===== Data provided =====
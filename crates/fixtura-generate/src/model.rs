use serde::{Deserialize, Serialize};

use crate::linker::DEFAULT_CATEGORY_COUNT;

/// Caller-facing generation settings.
#[derive(Debug, Clone, PartialEq, Eq, Serialize, Deserialize)]
#[serde(default)]
pub struct GenerateOptions {
    /// Install the fixed seed so output is reproducible.
    pub seeded: bool,
    /// Number of categories products are spread across.
    pub category_count: u32,
}

impl Default for GenerateOptions {
    fn default() -> Self {
        Self {
            seeded: true,
            category_count: DEFAULT_CATEGORY_COUNT,
        }
    }
}
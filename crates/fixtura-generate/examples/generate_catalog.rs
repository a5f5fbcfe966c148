use std::env;
use std::path::PathBuf;

use fixtura_generate::output::json::write_json;
use fixtura_generate::{GenerateOptions, RelationshipLinker};
use tracing_subscriber::EnvFilter;

fn main() -> Result<(), Box<dyn std::error::Error>> {
    let filter = EnvFilter::try_from_default_env().unwrap_or_else(|_| EnvFilter::new("info"));
    tracing_subscriber::fmt().with_env_filter(filter).init();

    let mut args = env::args().skip(1);
    let mut count: i64 = 20;
    let mut out: Option<PathBuf> = None;
    let mut options = GenerateOptions::default();

    while let Some(arg) = args.next() {
        match arg.as_str() {
            "--count" => count = args.next().ok_or("missing --count value")?.parse()?,
            "--categories" => {
                options.category_count = args.next().ok_or("missing --categories value")?.parse()?
            }
            "--random" => options.seeded = false,
            "--out" => out = args.next().map(PathBuf::from),
            _ => return Err(format!("unexpected argument '{arg}'").into()),
        }
    }

    let catalog = RelationshipLinker::from(&options).link(count, options.seeded)?;
    match out {
        Some(path) => {
            let bytes = write_json(&path, &catalog)?;
            println!("wrote {bytes} bytes to {}", path.display());
        }
        None => {
            for category in catalog.categories() {
                println!("{} ({} products)", category.name, category.products.len());
                for product in catalog.products_of(category) {
                    println!("  {:<40} {:>8}", product.name, product.unit_price);
                }
            }
        }
    }
    Ok(())
}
=====
▸ What you are asked to do
Write out a verbatim copy of the data, beginning with its first line and ending with the line that contains "fn main() ->".

▸ Solution to this exercise
filename crates/fixtura-generate/src/model.rs
use serde::{Deserialize, Serialize};

use crate::linker::DEFAULT_CATEGORY_COUNT;

/// Caller-facing generation settings.
#[derive(Debug, Clone, PartialEq, Eq, Serialize, Deserialize)]
#[serde(default)]
pub struct GenerateOptions {
    /// Install the fixed seed so output is reproducible.
    pub seeded: bool,
    /// Number of categories products are spread across.
    pub category_count: u32,
}

impl Default for GenerateOptions {
    fn default() -> Self {
        Self {
            seeded: true,
            category_count: DEFAULT_CATEGORY_COUNT,
        }
    }
}
filename crates/fixtura-generate/examples/generate_catalog.rs
repository a5f5fbcfe966c148
use std::env;
use std::path::PathBuf;

use fixtura_generate::output::json::write_json;
use fixtura_generate::{GenerateOptions, RelationshipLinker};
use tracing_subscriber::EnvFilter;

fn main() -> Result<(), Box<dyn std::error::Error>> {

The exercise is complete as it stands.